Pois é, o Brasil que sempre gostou de apontar as crianças como o futuro do
país...
De repente, a crueza da fome nos
faz entender que não temos nem presente e nem futuro, para milhões de
brasileiros (as). A fome não é somente o emagrecimento exagerado, ou a interrupção
do crescimento e desenvolvimento corporal, ou as alterações
psicocomportamentais, ou a perda de imunidade. Ela é o estágio mais grave da
vulnerabilização social; portanto, ela compromete diretamente o acesso e o
exercício à própria cidadania.
Ela aprofunda as desigualdades de
maneira absoluta e, muitas vezes, irreversível. Como escreveu João Cabral de Melo
Neto, “[...]E se somos Severinos / iguais
em tudo na vida, / morremos de morte igual, / mesma morte severina: / que é a
morte que se morre / de velhice antes dos trinta, / de emboscada antes dos
vinte, / de fome um pouco por dia / (de fraqueza e de doença / é que a morte
severina / ataca em qualquer idade, / e até gente não nascida)” (Morte e Vida
Severina 3).
Diante desse breve exposto, restam
algumas perguntas que não querem calar: Será mesmo que somos um país em
desenvolvimento? Será mesmo que somos o que pensamos ser? Será mesmo que a
realidade cabe nos esconderijos ocultos da nossa idealização fantasiosa? Desenvolvimento,
progresso, na minha percepção, pressupõe essencialmente em não deixar quem quer
que seja para trás. Pressupõe igualdade, equidade, respeito, cuidado, dignidade,
... Não é à toa que Rachel de Queiroz nos tenha indagado, “Fala-se muito na crueldade e na bruteza do homem medievo. Mas o homem
moderno será melhor? ” (As Terras Ásperas).

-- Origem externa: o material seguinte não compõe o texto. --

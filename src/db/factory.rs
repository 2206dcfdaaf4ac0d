//! Repository factory for dependency injection.
//!
//! This module provides utilities for creating repository instances based
//! on runtime configuration.

use std::str::FromStr;
use std::sync::Arc;

#[cfg(feature = "postgres-repo")]
use super::repositories::PostgresRepository;
use super::repositories::LocalRepository;
use super::repository::{RepositoryError, RepositoryResult, ResponseRepository};
use super::PostgresConfig;

/// Repository type configuration.
#[derive(Debug, Clone, Copy, PartialEq, Eq)]
pub enum RepositoryType {
    /// Postgres + Diesel implementation
    Postgres,
    /// In-memory local repository
    Local,
}

impl FromStr for RepositoryType {
    type Err = String;

    /// Parse repository type from string.
    ///
    /// # Arguments
    /// * `s` - String representation ("postgres", "local")
    fn from_str(s: &str) -> Result<Self, Self::Err> {
        match s.to_lowercase().as_str() {
            "postgres" | "pg" => Ok(Self::Postgres),
            "local" => Ok(Self::Local),
            _ => Err(format!("Unknown repository type: {}", s)),
        }
    }
}

impl RepositoryType {
    /// Get repository type from environment variables.
    ///
    /// Reads `REPOSITORY_TYPE` when present. Otherwise defaults to Postgres
    /// if a connection string (`DB_HOST` or `DATABASE_URL`) is set, and to
    /// Local when it is not.
    pub fn from_env() -> Self {
        if let Ok(val) = std::env::var("REPOSITORY_TYPE") {
            return val.parse().unwrap_or(Self::Local);
        }

        if std::env::var("DB_HOST").is_ok() || std::env::var("DATABASE_URL").is_ok() {
            Self::Postgres
        } else {
            Self::Local
        }
    }
}

/// Repository factory for creating repository instances.
///
/// # Example
/// ```ignore
/// use swachhata_backend::db::{PostgresConfig, RepositoryFactory, RepositoryType};
///
/// #[tokio::main]
/// async fn main() -> Result<(), Box<dyn std::error::Error>> {
///     let config = PostgresConfig::from_env()?;
///     let _pg_repo = RepositoryFactory::create(RepositoryType::Postgres, Some(&config)).await?;
///
///     let local_repo = RepositoryFactory::create_local();
///     Ok(())
/// }
/// ```
pub struct RepositoryFactory;

impl RepositoryFactory {
    /// Create a repository instance based on type.
    ///
    /// # Arguments
    /// * `repo_type` - Type of repository to create
    /// * `postgres_config` - Database configuration (required for Postgres)
    pub async fn create(
        repo_type: RepositoryType,
        postgres_config: Option<&PostgresConfig>,
    ) -> RepositoryResult<Arc<dyn ResponseRepository>> {
        match repo_type {
            RepositoryType::Postgres => {
                #[cfg(feature = "postgres-repo")]
                {
                    let config = postgres_config.ok_or_else(|| {
                        RepositoryError::configuration(
                            "Postgres repository requires PostgresConfig",
                        )
                    })?;
                    let pg = Self::create_postgres(config).await?;
                    Ok(pg as Arc<dyn ResponseRepository>)
                }
                #[cfg(not(feature = "postgres-repo"))]
                {
                    let _ = postgres_config;
                    Err(RepositoryError::configuration(
                        "Postgres repository feature not enabled",
                    ))
                }
            }
            RepositoryType::Local => Ok(Self::create_local()),
        }
    }

    /// Create a Postgres repository.
    #[cfg(feature = "postgres-repo")]
    pub async fn create_postgres(
        config: &PostgresConfig,
    ) -> RepositoryResult<Arc<PostgresRepository>> {
        let repo = PostgresRepository::new(config.clone())?;
        Ok(Arc::new(repo))
    }

    /// Create an in-memory local repository.
    pub fn create_local() -> Arc<dyn ResponseRepository> {
        Arc::new(LocalRepository::new())
    }
}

Responda a si mesmo. Aliás, devemos todos responder em silêncio contrito a essa pergunta. Não adianta, somos sim, responsáveis pela irresponsabilidade de deixar florescer pelos campos do mundo, diariamente, as sementes secas da fome. Pela nossa indiferença. Nossa negligência. Nossa desumanidade. Nosso egoísmo. Regamos a fome e fazemos brotar as lágrimas do sofrimento, da angústia e do desespero humano, por todo o planeta. Por isso, é que “a cada 4 segundos, uma pessoa morre de fome no mundo” 4.
2 https://g1.globo.com/jornal-nacional/noticia/2022/10/25/desnutricao-provoca-a-maior-hospitalizacao-de-bebes-dos-ultimos-14-anos-no-brasil-diz-fiocruz.ghtml
3 MELO NETO,
J. C. de. Morte e Vida Severina e Outros
Poemas em Voz Alta. Rio de Janeiro: José Olympio, 1974. p.73-79.